How to create a collector to gather metadata from various data sources into DataWorks - DataWorks

DataWorks Data Map provides the Metadata Collection feature, which allows you to centrally consolidate and manage metadata from various DataWorks data sources. In Data Map, you can view the metadata aggregated from all your sources. This topic describes how to create a crawler that collects and consolidates metadata from various data sources into DataWorks.

Overview

Metadata collection is a core feature for building an enterprise-grade Data Map and achieving unified data asset management. A crawler automatically extracts technical metadata (such as databases, tables, and columns), data lineage, and partition information from DataWorks data sources (such as MaxCompute, Hologres, MySQL, and CDH Hive) that are scattered across different workspaces within the same region, and consolidates this information into DataWorks Data Map to create a unified data view.

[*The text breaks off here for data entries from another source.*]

// Copyright (c) 2026 100monkeys.ai
// SPDX-License-Identifier: AGPL-3.0
//! Create Repository Job
//!
//! Provisions a gear's backing repository by running a container in a
//! transient unit and streaming its output back to the caller.
//!
//! Steps, in order:
//! 1. exclusively create the repository directory and hand it to the owner
//! 2. open a private connection and watch the job unit
//! 3. follow the job unit's output
//! 4. start the transient unit on the shared connection
//! 5. accept the request
//! 6. relay output while waiting for the unit to leave "running", for a
//!    subscription error (reported, keeps waiting) or for the deadline
//!
//! The watch is registered before the start so that a unit finishing
//! faster than the watch setup is still observed. Failures before step 5
//! are reported as [`JobError`]; after it, problems only appear as text in
//! the accepted stream. A unit that stopped is not distinguished from one
//! that failed: both end the wait with the same completion line.
//!
//! A caller that stops reading does not keep the job alive: the relay gives
//! way to its stop signal mid-write and other writes to the response are
//! bounded by [`RESPONSE_WRITE_TIMEOUT`].
//!
//! # Architecture
//!
//! - **Layer:** Application Layer
//! - **Purpose:** Repository provisioning job

use crate::application::context::JobContext;
use crate::domain::identifier::Identifier;
use crate::domain::job::{Job, JobError, JobId, JobResponse, JobStatus, ResponseWriter};
use crate::domain::paths::DIRECTORY_MODE;
use crate::domain::systemd::{
    JobMode, LogStream, SystemdConnection, TransientUnitProperties, UnitSubscription,
    WatchOptions, JOB_RESULT_DONE,
};
use async_trait::async_trait;
use std::io::ErrorKind;
use std::os::unix::fs::DirBuilderExt;
use std::path::Path;
use std::sync::Arc;
use std::time::Duration;
use tokio::io::{AsyncReadExt, AsyncWriteExt};
use tokio::sync::Mutex;
use tokio_util::sync::CancellationToken;
use tracing::{debug, info, warn};

const JOB_KIND: &str = "create_repository";

/// Response writer shared between the log relay and the wait loop.
type SharedWriter = Arc<Mutex<ResponseWriter>>;

/// Longest a single write or flush of the response may stay pending.
pub(crate) const RESPONSE_WRITE_TIMEOUT: Duration = Duration::from_secs(2);

#[derive(Debug, Clone)]
pub struct CreateRepositoryRequest {
    pub repository_id: Identifier,
    pub user_id: String,
    pub image: String,
    pub clone_url: String,
}

/// How the wait phase ended. Never reported to the caller as a status.
#[derive(Debug, Clone, PartialEq, Eq)]
pub enum WaitOutcome {
    /// The unit left "running"; `None` when it is no longer listed at all.
    UnitStopped { sub_state: Option<String> },
    TimedOut,
}

pub struct CreateRepositoryJob {
    id: JobId,
    request: CreateRepositoryRequest,
    response: Box<dyn JobResponse>,
    context: Arc<JobContext>,
}

impl CreateRepositoryJob {
    pub fn new(
        request: CreateRepositoryRequest,
        response: Box<dyn JobResponse>,
        context: Arc<JobContext>,
    ) -> Self {
        Self {
            id: JobId::new(),
            request,
            response,
            context,
        }
    }

    async fn run(self) {
        let CreateRepositoryJob {
            request,
            mut response,
            context,
            ..
        } = self;
        let steps = Steps {
            request: &request,
            context: &context,
        };
        let fail = |response: &mut Box<dyn JobResponse>, error: JobError| {
            warn!(
                repository_id = %request.repository_id,
                kind = error.kind().as_str(),
                "Create repository failed: {}",
                error
            );
            metrics::counter!(
                "gears_jobs_total",
                "kind" => JOB_KIND,
                "outcome" => error.kind().as_str()
            )
            .increment(1);
            response.failure(error);
        };

        let repository_path = context.paths.repository_path_for(&request.repository_id);
        let unit_name = request.repository_id.job_unit_name();

        if let Err(e) = steps.provision_directory(&repository_path) {
            fail(&mut response, e);
            return;
        }

        let connection = match steps.open_private_connection().await {
            Ok(connection) => connection,
            Err(e) => {
                fail(&mut response, e);
                return;
            }
        };

        let mut subscription = connection.subscribe_units_custom(WatchOptions::single_unit(
            unit_name.clone(),
            context.jobs.poll_interval(),
            context.jobs.poll_batch_size,
        ));

        let logs = steps.open_logs(&unit_name).await;

        // Only now, with the watch and the log follower in place
        if let Err(e) = steps.start_unit(&unit_name, &repository_path).await {
            fail(&mut response, e);
            close_connection(connection.as_ref()).await;
            return;
        }
        info!(
            unit = %unit_name,
            repository_id = %request.repository_id,
            user_id = %request.user_id,
            "Repository job unit started"
        );

        let writer: SharedWriter = Arc::new(Mutex::new(
            response.success_with_write(JobStatus::Accepted, true),
        ));
        metrics::counter!("gears_jobs_total", "kind" => JOB_KIND, "outcome" => "accepted")
            .increment(1);

        let stop_relay = CancellationToken::new();
        let relay = tokio::spawn(relay_logs(logs, writer.clone(), stop_relay.clone()));

        let outcome = wait_for_unit(
            &mut subscription,
            &unit_name,
            context.jobs.wait_timeout(),
            &writer,
        )
        .await;
        let outcome_label = match &outcome {
            WaitOutcome::UnitStopped { .. } => "unit_stopped",
            WaitOutcome::TimedOut => "timed_out",
        };
        metrics::counter!("gears_job_waits_total", "kind" => JOB_KIND, "outcome" => outcome_label)
            .increment(1);

        stop_relay.cancel();
        match relay.await {
            Ok(copied) => debug!(bytes = copied, "Log relay finished"),
            Err(e) => warn!("Log relay task failed: {}", e),
        }
        flush_response(&writer).await;

        drop(subscription);
        close_connection(connection.as_ref()).await;
        info!(unit = %unit_name, ?outcome, "Repository job finished");
    }
}

/// Borrowed view of a job used by its individual steps.
struct Steps<'a> {
    request: &'a CreateRepositoryRequest,
    context: &'a JobContext,
}

impl Steps<'_> {
    fn provision_directory(&self, repository_path: &Path) -> Result<(), JobError> {
        let resource = format!("repository {}", self.request.repository_id);

        self.context
            .paths
            .provision_parent(repository_path)
            .map_err(|e| JobError::ResourceCreationFailure {
                resource: resource.clone(),
                reason: e.to_string(),
            })?;

        match std::fs::DirBuilder::new().mode(DIRECTORY_MODE).create(repository_path) {
            Ok(()) => {}
            Err(e) if e.kind() == ErrorKind::AlreadyExists => {
                return Err(JobError::ResourceConflict { resource });
            }
            Err(e) => {
                return Err(JobError::ResourceCreationFailure {
                    resource,
                    reason: e.to_string(),
                });
            }
        }

        let owner = &self.context.repository;
        if let Err(e) =
            std::os::unix::fs::chown(repository_path, Some(owner.owner_uid), Some(owner.owner_gid))
        {
            warn!(
                path = %repository_path.display(),
                uid = owner.owner_uid,
                gid = owner.owner_gid,
                "Unable to set owner for repository path: {}",
                e
            );
        }
        Ok(())
    }

    async fn open_private_connection(&self) -> Result<Arc<dyn SystemdConnection>, JobError> {
        let connection = self.context.connector.connect().await.map_err(|e| {
            JobError::InfrastructureUnavailable {
                reason: e.to_string(),
            }
        })?;
        connection
            .subscribe()
            .await
            .map_err(|e| JobError::InfrastructureUnavailable {
                reason: e.to_string(),
            })?;
        Ok(connection)
    }

    async fn open_logs(&self, unit_name: &str) -> LogStream {
        match self.context.logs.logs_for_unit(unit_name).await {
            Ok(stream) => stream,
            Err(e) => {
                warn!(unit = unit_name, "Unable to fetch unit logs: {}", e);
                Box::new(tokio::io::empty())
            }
        }
    }

    fn unit_properties(&self, repository_path: &Path) -> TransientUnitProperties {
        TransientUnitProperties {
            exec_start: self.context.repository.container_argv(
                repository_path,
                &self.request.image,
                &self.request.clone_url,
            ),
            description: format!("Create a repository ({})", repository_path.display()),
            remain_after_exit: true,
            slice: Some(self.context.repository.slice.clone()),
        }
    }

    async fn start_unit(&self, unit_name: &str, repository_path: &Path) -> Result<(), JobError> {
        let properties = self.unit_properties(repository_path);
        match self
            .context
            .systemd
            .start_transient_unit(unit_name, JobMode::Fail, &properties)
            .await
        {
            Ok(status) if status == JOB_RESULT_DONE => Ok(()),
            Ok(status) => Err(JobError::ExecutionStartFailure {
                unit: unit_name.to_string(),
                reason: format!("start job finished with '{}'", status),
            }),
            Err(e) => Err(JobError::ExecutionStartFailure {
                unit: unit_name.to_string(),
                reason: e.to_string(),
            }),
        }
    }
}

#[async_trait]
impl Job for CreateRepositoryJob {
    fn kind(&self) -> &'static str {
        JOB_KIND
    }

    fn id(&self) -> JobId {
        self.id
    }

    async fn execute(self: Box<Self>) {
        (*self).run().await
    }
}

async fn close_connection(connection: &dyn SystemdConnection) {
    if let Err(e) = connection.unsubscribe().await {
        warn!("Unable to unsubscribe job connection: {}", e);
    }
}

/// Write `line` unless the reader leaves it pending for [`RESPONSE_WRITE_TIMEOUT`].
async fn write_line(writer: &SharedWriter, line: &str) {
    let written = tokio::time::timeout(RESPONSE_WRITE_TIMEOUT, async {
        let mut writer = writer.lock().await;
        writer.write_all(line.as_bytes()).await?;
        writer.write_all(b"\n").await?;
        writer.flush().await
    })
    .await;
    match written {
        Ok(Ok(())) => {}
        Ok(Err(e)) => debug!("Unable to write to job response: {}", e),
        Err(_) => warn!(line, "Job response is not being read, line dropped"),
    }
}

async fn flush_response(writer: &SharedWriter) {
    let flushed = tokio::time::timeout(RESPONSE_WRITE_TIMEOUT, async {
        writer.lock().await.flush().await
    })
    .await;
    match flushed {
        Ok(Ok(())) => {}
        Ok(Err(e)) => debug!("Unable to flush job response: {}", e),
        Err(_) => warn!("Job response is not being read, flush abandoned"),
    }
}

/// Copy unit output into the response until the output ends or `stop` fires.
///
/// Every await, including a write the reader is not draining, gives way to `stop`.
async fn relay_logs(mut logs: LogStream, writer: SharedWriter, stop: CancellationToken) -> u64 {
    let mut buf = vec![0u8; 8 * 1024];
    let mut copied = 0u64;
    loop {
        let n = tokio::select! {
            _ = stop.cancelled() => break,
            read = logs.read(&mut buf) => match read {
                Ok(0) => break,
                Ok(n) => n,
                Err(e) => {
                    debug!("Unit log stream failed: {}", e);
                    break;
                }
            },
        };
        let mut out = tokio::select! {
            _ = stop.cancelled() => break,
            out = writer.lock() => out,
        };
        let written = tokio::select! {
            _ = stop.cancelled() => break,
            written = out.write_all(&buf[..n]) => written,
        };
        if let Err(e) = written {
            debug!("Unable to relay unit output: {}", e);
            break;
        }
        copied += n as u64;
    }
    copied
}

/// Race unit changes, subscription errors and a deadline fixed at entry.
///
/// The first change for `unit_name` that is not "running" ends the wait,
/// as does the deadline. Subscription errors are written to the response
/// and the wait goes on.
pub(crate) async fn wait_for_unit(
    subscription: &mut UnitSubscription,
    unit_name: &str,
    timeout: Duration,
    writer: &SharedWriter,
) -> WaitOutcome {
    let deadline = tokio::time::sleep(timeout);
    tokio::pin!(deadline);

    loop {
        tokio::select! {
            Some(changes) = subscription.changes.recv() => {
                let sub_state = match changes.get(unit_name) {
                    None => continue,
                    Some(Some(status)) if status.is_running() => continue,
                    Some(Some(status)) => Some(status.sub_state.clone()),
                    Some(None) => None,
                };
                let shown = sub_state.as_deref().unwrap_or("unit removed");
                write_line(writer, &format!("Repository completed ({})", shown)).await;
                return WaitOutcome::UnitStopped { sub_state };
            }
            Some(error) = subscription.errors.recv() => {
                write_line(writer, &format!("Error {}", error)).await;
            }
            _ = &mut deadline => {
                warn!(
                    unit = unit_name,
                    timeout_secs = timeout.as_secs_f64(),
                    "Timed out waiting for unit"
                );
                return WaitOutcome::TimedOut;
            }
        }
    }
}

Metadata collection allows you to:

Build a unified data view: Break down data silos by centrally managing metadata from multiple, heterogeneous sources.
Enable data discovery and search: Allow data consumers to quickly and accurately find the data they need.
Achieve end-to-end data lineage analysis: Clearly trace the origin and flow of data to facilitate impact analysis and troubleshooting.
Empower data governance: Implement data classification and grading, access control, quality monitoring, and lifecycle management based on comprehensive metadata.

Billing

By default, each collection task consumes 0.25 CU multiplied by the task run time, incurring Resource group fees. Each successful collection generates a scheduling instance, incurring Scheduling instance fees.

Limitations

If a data source uses an allowlist for access control, you must configure it beforehand. For more information, see Metadata collection allowlist.
The DataWorks deployment and the data source must be in the same region. If you must collect metadata across regions, use a public endpoint when you create the data source. For more information, see Data source management.
Metadata collection is not supported for AnalyticDB for MySQL data sources that have SSL enabled.

Entry point

Log on to the DataWorks console. In the target region, click Data Governance > Data Map in the left-side navigation pane. On the page that appears, click Go to Data Map.
In the left-side navigation pane, click to open the Metadata Collection page.

Built-in crawlers

Built-in crawlers are preconfigured and automatically executed (near real-time) by the DataWorks platform. They are primarily used to collect core metadata from sources deeply integrated with DataWorks. You do not need to create them. You only need to perform simple scope management.

Important

If you cannot find the target table in Data Map, go to My Data > My Tools > Refresh Table Metadata to manually synchronize the relevant tables.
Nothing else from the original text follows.